*** Records for this exercise ***

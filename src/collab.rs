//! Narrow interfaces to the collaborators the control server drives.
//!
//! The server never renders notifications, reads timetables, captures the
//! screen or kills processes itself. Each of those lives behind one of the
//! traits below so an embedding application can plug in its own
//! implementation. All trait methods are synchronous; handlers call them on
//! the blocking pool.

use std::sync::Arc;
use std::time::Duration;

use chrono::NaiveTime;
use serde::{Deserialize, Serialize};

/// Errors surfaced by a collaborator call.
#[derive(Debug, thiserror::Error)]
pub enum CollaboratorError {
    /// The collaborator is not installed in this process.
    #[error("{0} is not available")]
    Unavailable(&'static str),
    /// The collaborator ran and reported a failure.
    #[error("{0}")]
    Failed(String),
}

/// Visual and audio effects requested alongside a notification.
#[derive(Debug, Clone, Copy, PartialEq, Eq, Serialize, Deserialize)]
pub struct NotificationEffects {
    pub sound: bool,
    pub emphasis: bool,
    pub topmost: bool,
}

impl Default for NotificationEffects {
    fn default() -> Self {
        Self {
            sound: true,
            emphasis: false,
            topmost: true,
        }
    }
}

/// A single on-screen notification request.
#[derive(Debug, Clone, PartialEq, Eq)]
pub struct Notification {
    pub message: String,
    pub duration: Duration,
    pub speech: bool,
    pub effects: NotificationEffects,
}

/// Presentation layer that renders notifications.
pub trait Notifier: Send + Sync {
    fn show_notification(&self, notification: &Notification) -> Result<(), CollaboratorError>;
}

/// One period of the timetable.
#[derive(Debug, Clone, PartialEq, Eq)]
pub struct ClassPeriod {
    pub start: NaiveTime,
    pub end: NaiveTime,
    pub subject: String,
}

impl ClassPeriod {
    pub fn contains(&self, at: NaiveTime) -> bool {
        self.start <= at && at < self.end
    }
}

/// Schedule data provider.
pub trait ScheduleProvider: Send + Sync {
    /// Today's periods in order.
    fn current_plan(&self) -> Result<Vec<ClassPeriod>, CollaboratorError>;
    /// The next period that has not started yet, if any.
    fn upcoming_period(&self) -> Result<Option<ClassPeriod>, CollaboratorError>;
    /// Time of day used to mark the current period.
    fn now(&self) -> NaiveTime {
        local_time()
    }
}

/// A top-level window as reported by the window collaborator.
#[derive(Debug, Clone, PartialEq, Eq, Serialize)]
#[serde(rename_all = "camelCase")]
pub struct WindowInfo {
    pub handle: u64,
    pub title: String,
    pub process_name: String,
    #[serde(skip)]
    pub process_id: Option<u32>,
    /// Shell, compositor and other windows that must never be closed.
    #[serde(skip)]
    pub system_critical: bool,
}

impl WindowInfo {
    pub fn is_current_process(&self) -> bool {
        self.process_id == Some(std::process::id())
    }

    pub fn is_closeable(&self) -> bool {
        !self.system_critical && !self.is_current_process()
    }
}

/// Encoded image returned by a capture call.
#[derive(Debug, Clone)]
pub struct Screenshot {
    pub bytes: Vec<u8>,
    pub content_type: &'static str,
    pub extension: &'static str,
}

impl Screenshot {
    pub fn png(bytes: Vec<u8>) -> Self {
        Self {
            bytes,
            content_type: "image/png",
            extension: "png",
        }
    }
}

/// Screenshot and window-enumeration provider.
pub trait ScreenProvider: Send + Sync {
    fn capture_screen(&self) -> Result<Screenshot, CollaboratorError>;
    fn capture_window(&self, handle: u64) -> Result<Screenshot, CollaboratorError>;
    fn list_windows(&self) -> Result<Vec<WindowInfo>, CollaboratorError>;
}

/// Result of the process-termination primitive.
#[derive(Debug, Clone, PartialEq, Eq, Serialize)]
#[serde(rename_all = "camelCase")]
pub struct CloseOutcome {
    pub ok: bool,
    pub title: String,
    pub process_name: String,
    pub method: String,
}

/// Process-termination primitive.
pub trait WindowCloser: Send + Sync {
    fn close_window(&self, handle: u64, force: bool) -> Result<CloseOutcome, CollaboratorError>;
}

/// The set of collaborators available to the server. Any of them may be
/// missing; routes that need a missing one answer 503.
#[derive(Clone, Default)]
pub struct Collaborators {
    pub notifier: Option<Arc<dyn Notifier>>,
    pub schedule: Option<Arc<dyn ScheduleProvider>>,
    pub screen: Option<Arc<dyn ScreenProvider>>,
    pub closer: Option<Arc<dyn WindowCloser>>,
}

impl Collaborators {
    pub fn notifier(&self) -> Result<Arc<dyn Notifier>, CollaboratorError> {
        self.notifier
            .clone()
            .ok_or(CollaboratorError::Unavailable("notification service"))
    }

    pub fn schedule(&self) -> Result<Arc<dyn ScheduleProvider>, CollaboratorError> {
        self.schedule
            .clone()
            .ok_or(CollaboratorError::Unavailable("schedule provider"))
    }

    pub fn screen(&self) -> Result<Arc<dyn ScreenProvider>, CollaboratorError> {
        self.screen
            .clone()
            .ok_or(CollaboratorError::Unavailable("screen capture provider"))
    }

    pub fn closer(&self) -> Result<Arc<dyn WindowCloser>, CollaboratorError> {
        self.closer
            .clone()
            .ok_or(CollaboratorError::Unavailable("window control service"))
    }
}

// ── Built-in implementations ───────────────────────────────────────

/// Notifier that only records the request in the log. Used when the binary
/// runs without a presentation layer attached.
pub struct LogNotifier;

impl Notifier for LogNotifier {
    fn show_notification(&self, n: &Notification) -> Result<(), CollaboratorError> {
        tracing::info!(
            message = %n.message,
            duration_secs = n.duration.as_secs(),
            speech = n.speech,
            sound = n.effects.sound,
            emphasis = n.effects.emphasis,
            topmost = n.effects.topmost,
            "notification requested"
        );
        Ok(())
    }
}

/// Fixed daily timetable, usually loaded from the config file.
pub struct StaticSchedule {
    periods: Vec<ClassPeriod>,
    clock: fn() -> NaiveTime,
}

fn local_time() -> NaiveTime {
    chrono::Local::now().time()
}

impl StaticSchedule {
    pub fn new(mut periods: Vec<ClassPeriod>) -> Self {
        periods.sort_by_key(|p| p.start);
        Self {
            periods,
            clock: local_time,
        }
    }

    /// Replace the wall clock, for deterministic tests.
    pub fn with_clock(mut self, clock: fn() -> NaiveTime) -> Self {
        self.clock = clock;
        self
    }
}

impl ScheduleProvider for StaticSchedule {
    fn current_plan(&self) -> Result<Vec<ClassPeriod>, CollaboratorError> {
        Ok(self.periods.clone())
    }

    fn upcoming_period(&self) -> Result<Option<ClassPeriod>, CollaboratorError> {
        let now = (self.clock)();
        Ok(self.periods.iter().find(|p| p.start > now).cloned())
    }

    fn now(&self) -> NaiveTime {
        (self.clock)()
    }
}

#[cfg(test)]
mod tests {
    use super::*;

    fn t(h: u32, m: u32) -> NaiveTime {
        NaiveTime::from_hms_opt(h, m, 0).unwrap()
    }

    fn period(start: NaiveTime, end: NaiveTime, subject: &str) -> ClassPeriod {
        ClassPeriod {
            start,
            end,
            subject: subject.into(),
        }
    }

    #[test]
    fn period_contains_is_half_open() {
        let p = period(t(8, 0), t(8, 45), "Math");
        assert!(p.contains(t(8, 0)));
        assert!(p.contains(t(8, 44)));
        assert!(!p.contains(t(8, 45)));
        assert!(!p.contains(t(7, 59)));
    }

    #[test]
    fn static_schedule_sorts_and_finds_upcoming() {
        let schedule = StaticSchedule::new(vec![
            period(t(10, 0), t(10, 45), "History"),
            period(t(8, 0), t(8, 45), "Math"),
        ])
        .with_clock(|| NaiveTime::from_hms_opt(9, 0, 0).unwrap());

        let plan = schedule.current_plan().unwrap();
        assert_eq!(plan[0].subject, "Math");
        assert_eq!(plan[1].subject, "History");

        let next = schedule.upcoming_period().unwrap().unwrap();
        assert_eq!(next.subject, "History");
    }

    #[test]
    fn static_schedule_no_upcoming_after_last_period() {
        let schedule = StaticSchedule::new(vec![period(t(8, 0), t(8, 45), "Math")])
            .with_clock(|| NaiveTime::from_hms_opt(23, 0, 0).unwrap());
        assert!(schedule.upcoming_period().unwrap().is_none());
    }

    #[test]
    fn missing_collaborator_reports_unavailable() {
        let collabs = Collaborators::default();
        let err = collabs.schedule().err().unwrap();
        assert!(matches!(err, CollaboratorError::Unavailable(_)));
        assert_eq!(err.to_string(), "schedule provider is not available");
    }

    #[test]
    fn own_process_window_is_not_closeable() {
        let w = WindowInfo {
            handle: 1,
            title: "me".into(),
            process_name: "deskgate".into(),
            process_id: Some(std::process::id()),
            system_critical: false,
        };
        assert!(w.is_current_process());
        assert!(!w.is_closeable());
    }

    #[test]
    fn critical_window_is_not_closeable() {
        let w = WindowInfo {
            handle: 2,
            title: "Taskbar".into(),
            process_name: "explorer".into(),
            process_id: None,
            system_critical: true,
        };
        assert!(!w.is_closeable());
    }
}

***

Your goal: Go through the material line by line. Show each line that contains the string "image".

Solution to this exercise:
/// Encoded image returned by a capture call.
            content_type: "image/png",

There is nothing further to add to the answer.